In a piece accompanying the findings, Lord Frost said the prediction of a Tory wipeout showed that Sunak needed, among other things, to "be as tough as it takes on immigration" in order to give the Conservative party any chance of avoiding defeat to Labour at the next general election.

The Telegraph's report claimed the data shows that right-wing party Reform contesting seats nationwide at the next general election, which must be called before the end of this year, will be the difference between Labour being returned the largest party in a hung parliament, and a large Labour majority. Reform's hardline approach to immigration is seen as a big reason why the party led by Richard Tice threatens to take votes from the Conservatives.

YouGov has however challenged The Telegraph's interpretation of its polling on a number of ways.  

In a statement released on Monday, the polling company said it was the newspaper's "own calculation", not theirs, that Reform contesting the 2024 general election is the difference between Starmer's Labour winning a House of Commons majority and not. They added that this piece of the newspaper's analysis is not "reliable" as YouGov research shows just a third of people who intend to vote Reform would switch to the Conservatives if Tice's party did not end up standing.

PoliticsHome has approached The Telegraph for comment.

Arron Banks, the Brexit-backing businessman who was a major donor to the UK Independence Party under the leadership of Nigel Farage, commissioned a separate poll by Survation, published by The Sunday Times at the weekend. The poll showed that based on current voting intention Reform would come first in the parliamentary constituency of Clacton if Farage decided to return to frontline politics as the right-wing party's leader.

PoliticsHome understands that Banks wants to become more involved in Westminster politics heading into the 2024 general election having played a significant part in the Eurosceptic movement in recent years.

On Wednesday Sunak's legislation to declare Rwanda a safe place with the aim of enabling the UK government to sidestep legal challenges over deporting migrants to the East African country will be subject to a vote by MPs. The polling will likely add to the increasing pressure on Sunak from the right of his party to accept changes that would make it even harder for migrants to mount legal challenges. While its detractors supported the Bill at its second reading in December, they vowed to do whatever it took to toughen it further when it returned to the Commons. 

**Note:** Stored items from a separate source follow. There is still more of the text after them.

use crate::{
    errors::{DispatchError, ErrorKind, HandlerError},
    http::{
        request::Request,
        response::{Reply, Response},
        types::{Method, Version},
    },
    server::server_impl::ServerContext,
};
use std::{
    any::Any,
    io,
    net::SocketAddr,
    panic::{catch_unwind, AssertUnwindSafe},
    sync::Arc,
};
use tokio::io::{AsyncRead, AsyncReadExt, AsyncWrite};
use tracing::{debug, warn};

/// Serves one connection at a time for a single worker.
///
/// The read and response buffers are allocated once per worker and reused
/// for every connection it picks up.
pub(crate) struct HttpConnection {
    context: Arc<ServerContext>,
    buffer: Box<[u8]>,
    response: Response,
}

/// What the dispatch step decided for one request.
#[derive(Debug, PartialEq)]
pub(crate) enum Outcome {
    Routed {
        version: Version,
        reply: Reply,
        keep_alive: bool,
    },
    NotFound(Version),
    Failed(Version, DispatchError),
}

impl HttpConnection {
    #[inline]
    pub(crate) fn new(context: Arc<ServerContext>) -> Self {
        let buffer = vec![0; context.conn_limits.read_buffer_size.max(1)].into_boxed_slice();
        let response = Response::new(&context.resp_limits);

        Self {
            context,
            buffer,
            response,
        }
    }
}

impl HttpConnection {
    /// Runs the request loop until the peer stops sending.
    ///
    /// Returns an error only when the socket itself failed; every
    /// per-request problem is answered on the wire and the loop goes on.
    pub(crate) async fn run<S>(&mut self, stream: &mut S, peer: SocketAddr) -> Result<(), io::Error>
    where
        S: AsyncRead + AsyncWrite + Unpin,
    {
        let write_timeout = self.context.conn_limits.socket_write_timeout;
        let address = peer.ip().to_string();

        if self.context.rate_limiter.too_many_requests(&address) {
            debug!(%peer, "rate limited");
            let rejection = ErrorKind::TooManyRequests.as_http(Version::Http11);
            return writer::write_bytes(stream, rejection, write_timeout).await;
        }

        loop {
            let len = self.fill_buffer(stream).await?;
            if len == 0 {
                debug!(%peer, "peer closed connection");
                break;
            }

            self.response.reset(&self.context.resp_limits);

            let bytes: &[u8] = match self.dispatch(len) {
                Outcome::Routed {
                    version,
                    reply,
                    keep_alive,
                } => {
                    debug!(%peer, status = reply.status().as_u16(), keep_alive, "routed");
                    self.response.write_reply(version, &reply, keep_alive);
                    self.response.buffer()
                }
                Outcome::NotFound(version) => {
                    debug!(%peer, "no matching route");
                    ErrorKind::NotFound.as_http(version)
                }
                Outcome::Failed(version, err) => {
                    warn!(%peer, error = %err, "request failed");
                    ErrorKind::from(&err).as_http(version)
                }
            };

            writer::write_bytes(stream, bytes, write_timeout).await?;
        }

        Ok(())
    }

    /// Parses, routes and invokes the handler for the first `len` bytes of
    /// the read buffer.
    pub(crate) fn dispatch(&self, len: usize) -> Outcome {
        let request = match Request::parse(&self.buffer[..len]) {
            Ok(request) => request,
            Err(err) => return Outcome::Failed(Version::Http11, err),
        };
        let version = request.version();

        let method = match Method::from_token(request.method()) {
            Ok(method) => method,
            Err(err) => return Outcome::Failed(version, err),
        };

        let Some(handler) = self.context.router.get_handler(method, request.path()) else {
            return Outcome::NotFound(version);
        };

        let result = catch_unwind(AssertUnwindSafe(|| handler(request.path(), request.body())))
            .unwrap_or_else(|payload| Err(HandlerError::Panicked(panic_message(&*payload))));

        match result {
            Ok(reply) => Outcome::Routed {
                version,
                reply,
                keep_alive: request.is_keep_alive(),
            },
            Err(err) => Outcome::Failed(version, err.into()),
        }
    }

    #[inline]
    async fn fill_buffer<S>(&mut self, stream: &mut S) -> Result<usize, io::Error>
    where
        S: AsyncRead + Unpin,
    {
        let time = self.context.conn_limits.socket_read_timeout;

        tokio::select! {
            biased;

            read_result = stream.read(&mut self.buffer) => read_result,
            _ = tokio::time::sleep(time) => {
                Err(io::Error::new(io::ErrorKind::TimedOut, "read timeout"))
            },
        }
    }
}

fn panic_message(payload: &(dyn Any + Send)) -> String {
    if let Some(msg) = payload.downcast_ref::<&str>() {
        msg.to_string()
    } else if let Some(msg) = payload.downcast_ref::<String>() {
        msg.clone()
    } else {
        "unknown panic".to_string()
    }
}

pub(crate) mod writer {
    use std::io;
    use tokio::{
        io::{AsyncWrite, AsyncWriteExt},
        time::{timeout, Duration},
    };

    #[inline]
    pub(crate) async fn write_bytes<S>(
        stream: &mut S,
        response: &[u8],
        time: Duration,
    ) -> Result<(), io::Error>
    where
        S: AsyncWrite + Unpin,
    {
        timeout(time, async {
            stream.write_all(response).await?;
            stream.flush().await
        })
        .await?
    }
}

#[cfg(test)]
mod tests {
    use super::*;
    use crate::{
        http::router::Router,
        limits::{ConnLimits, RespLimits, ServerLimits},
        StatusCode,
    };
    use std::{str::from_utf8, time::Duration};
    use tokio::io::{duplex, AsyncReadExt, AsyncWriteExt, DuplexStream};

    fn context(router: Router, min_request_interval: Duration) -> Arc<ServerContext> {
        Arc::new(ServerContext::new(
            router,
            ServerLimits {
                min_request_interval,
                ..ServerLimits::default()
            },
            ConnLimits {
                socket_read_timeout: Duration::from_secs(2),
                ..ConnLimits::default()
            },
            RespLimits::default(),
        ))
    }

    fn router() -> Router {
        let mut router = Router::new();
        router
            .add_route(Method::Get, "/hello", |_, _| "Hello")
            .add_route(Method::Post, "/items", |path: &str, body: &str| {
                Reply::created(format!("{path} {body}"))
            })
            .add_route(Method::Get, "/fail", |_, _| -> Result<String, &'static str> {
                Err("backend down")
            })
            .add_route(Method::Get, "/panic", |_, _| -> String { panic!("handler bug") });
        router
    }

    impl HttpConnection {
        fn from_req<V: AsRef<[u8]>>(context: Arc<ServerContext>, value: V) -> (Self, usize) {
            let mut conn = HttpConnection::new(context);
            let value = value.as_ref();
            conn.buffer[..value.len()].copy_from_slice(value);
            (conn, value.len())
        }
    }

    fn peer() -> SocketAddr {
        "127.0.0.1:40000".parse().unwrap()
    }

    async fn exchange(client: &mut DuplexStream, request: &str) -> String {
        client.write_all(request.as_bytes()).await.unwrap();

        let mut buf = vec![0; 1024];
        let n = client.read(&mut buf).await.unwrap();
        String::from_utf8(buf[..n].to_vec()).unwrap()
    }

    #[test]
    fn dispatch_outcomes() {
        let ctx = context(router(), Duration::ZERO);

        #[rustfmt::skip]
        let cases = vec![
            (
                "GET /hello HTTP/1.1\r\n\r\n",
                Outcome::Routed { version: Version::Http11, reply: Reply::ok("Hello"), keep_alive: true },
            ),
            (
                "GET /hello HTTP/1.0\r\n\r\n",
                Outcome::Routed { version: Version::Http10, reply: Reply::ok("Hello"), keep_alive: false },
            ),
            (
                "GET /hello HTTP/1.1\r\nConnection: close\r\n\r\n",
                Outcome::Routed { version: Version::Http11, reply: Reply::ok("Hello"), keep_alive: false },
            ),
            (
                "POST /items HTTP/1.1\r\n\r\npayload",
                Outcome::Routed {
                    version: Version::Http11,
                    reply: Reply::with_status(StatusCode::Created, "/items payload"),
                    keep_alive: true,
                },
            ),
            ("GET /missing HTTP/1.1\r\n\r\n", Outcome::NotFound(Version::Http11)),
            ("DELETE /hello HTTP/1.0\r\n\r\n", Outcome::NotFound(Version::Http10)),
            (
                "FOO /x HTTP/1.1\r\n\r\n",
                Outcome::Failed(Version::Http11, DispatchError::UnknownMethod("FOO".into())),
            ),
            (
                "get /hello HTTP/1.1\r\n\r\n",
                Outcome::Failed(Version::Http11, DispatchError::UnknownMethod("get".into())),
            ),
            (
                "GET /fail HTTP/1.1\r\n\r\n",
                Outcome::Failed(
                    Version::Http11,
                    DispatchError::Handler(HandlerError::Failed("backend down".into())),
                ),
            ),
            (
                "GET /panic HTTP/1.1\r\n\r\n",
                Outcome::Failed(
                    Version::Http11,
                    DispatchError::Handler(HandlerError::Panicked("handler bug".into())),
                ),
            ),
        ];

        for (raw, expected) in cases {
            let (conn, len) = HttpConnection::from_req(ctx.clone(), raw);
            assert_eq!(conn.dispatch(len), expected, "{raw:?}");
        }
    }

    #[test]
    fn dispatch_invalid_utf8() {
        let ctx = context(router(), Duration::ZERO);
        let (conn, len) = HttpConnection::from_req(ctx, b"GET /\xff HTTP/1.1\r\n\r\n");

        assert_eq!(
            conn.dispatch(len),
            Outcome::Failed(Version::Http11, DispatchError::InvalidEncoding)
        );
    }

    #[tokio::test]
    async fn hello_round_trip() {
        let ctx = context(router(), Duration::ZERO);
        let (mut client, mut server) = duplex(4096);

        let task = tokio::spawn(async move {
            HttpConnection::new(ctx).run(&mut server, peer()).await
        });

        let resp = exchange(&mut client, "GET /hello HTTP/1.1\r\n\r\n").await;
        assert_eq!(
            resp,
            "HTTP/1.1 200 OK\r\nContent-Type: text/plain\r\nContent-Length: 5\r\nConnection: keep-alive\r\n\r\nHello"
        );

        drop(client);
        task.await.unwrap().unwrap();
    }

    #[tokio::test]
    async fn loop_survives_errors() {
        let ctx = context(router(), Duration::ZERO);
        let (mut client, mut server) = duplex(4096);

        let task = tokio::spawn(async move {
            HttpConnection::new(ctx).run(&mut server, peer()).await
        });

        let resp = exchange(&mut client, "FOO /x HTTP/1.1\r\n\r\n").await;
        assert!(resp.starts_with("HTTP/1.1 500 Internal Server Error\r\n"), "{resp}");

        let resp = exchange(&mut client, "GET /nowhere HTTP/1.1\r\n\r\n").await;
        assert!(resp.starts_with("HTTP/1.1 404 Not Found\r\n"), "{resp}");
        assert!(resp.ends_with("Route not found"));

        let resp = exchange(&mut client, "GET /panic HTTP/1.1\r\n\r\n").await;
        assert!(resp.starts_with("HTTP/1.1 500 Internal Server Error\r\n"), "{resp}");

        // `Connection: close` only labels the response; the loop keeps reading
        let resp = exchange(&mut client, "GET /hello HTTP/1.1\r\nConnection: close\r\n\r\n").await;
        assert!(resp.contains("Connection: close\r\n"), "{resp}");

        let resp = exchange(&mut client, "POST /items HTTP/1.0\r\n\r\nx").await;
        assert!(resp.starts_with("HTTP/1.0 201 Created\r\n"), "{resp}");
        assert!(resp.ends_with("/items x"));

        drop(client);
        task.await.unwrap().unwrap();
    }

    #[tokio::test]
    async fn rate_limited_connection_gets_429_and_closes() {
        let ctx = context(router(), Duration::from_secs(60));

        // First connection from the address is admitted
        let (mut client, mut server) = duplex(4096);
        let first = tokio::spawn({
            let ctx = ctx.clone();
            async move { HttpConnection::new(ctx).run(&mut server, peer()).await }
        });
        let resp = exchange(&mut client, "GET /hello HTTP/1.1\r\n\r\n").await;
        assert!(resp.starts_with("HTTP/1.1 200 OK\r\n"));
        drop(client);
        first.await.unwrap().unwrap();

        // Second one, too soon
        let (mut client, mut server) = duplex(4096);
        HttpConnection::new(ctx.clone())
            .run(&mut server, peer())
            .await
            .unwrap();
        drop(server);

        let mut resp = Vec::new();
        client.read_to_end(&mut resp).await.unwrap();
        let resp = from_utf8(&resp).unwrap();
        assert!(resp.starts_with("HTTP/1.1 429 Too Many Requests\r\n"), "{resp}");
        assert!(resp.contains("Connection: close\r\n"));

        // A different address is unaffected
        assert!(!ctx.rate_limiter.too_many_requests("127.0.0.2"));
    }

    #[tokio::test]
    async fn idle_connection_times_out() {
        let ctx = Arc::new(ServerContext::new(
            router(),
            ServerLimits {
                min_request_interval: Duration::ZERO,
                ..ServerLimits::default()
            },
            ConnLimits {
                socket_read_timeout: Duration::from_millis(30),
                ..ConnLimits::default()
            },
            RespLimits::default(),
        ));
        let (_client, mut server) = duplex(4096);

        let err = HttpConnection::new(ctx)
            .run(&mut server, peer())
            .await
            .unwrap_err();
        assert_eq!(err.kind(), io::ErrorKind::TimedOut);
    }
}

Over 50 Conservative MPs, including former prime minister Liz Truss and erstwhile home secretary Suella Braverman, are backing amendments which seek to harden the bill in regards to ignoring international law. This number would be enough to overturn the government's majority, as just 28 Conservative MPs would need to vote against Sunak to inflict a House of Commons defeat. 

The Prime Minister has repeatedly stressed that any changes to the bill must not damage its legality or prompt the Rwandan government to withdraw from its migration deal with the UK, suggesting that he will not be willing to accept the chances demanded by the Tory right.

Speaking to reporters on Monday, Sunak's official spokesperson said ministers would only consider Tory MPs suggestions that have a "respectable" legal argument.

"We have carefully crafted this bill to achieve the objectives of getting flights off the ground and stopping the boats. This is the toughest piece of legislation put before parliament to tackle illegal migration and the Prime Minister believes it will provide that effective deterrent that we need," they said.

"Our position remains that if any of the proposed amendments have a respectable legal argument and will make the bill more effective then we remain open to considering them."

Sunak himself has sought to play down the significance of YouGov's latest polling. "There have been lots of polls over the last year. There'll be hundreds more polls. The only one that matters is the one when the general election comes," he said.

But the findings have nonetheless fuelled Tory concerns about their prospects at the next general election and are likely to be raised by disgruntled Conservative MPs when they are addressed by Isaac Levido, the Tory party's elections strategist, at a 1922 Committee meeting of Conservative backbenchers in Westminster on Monday evening.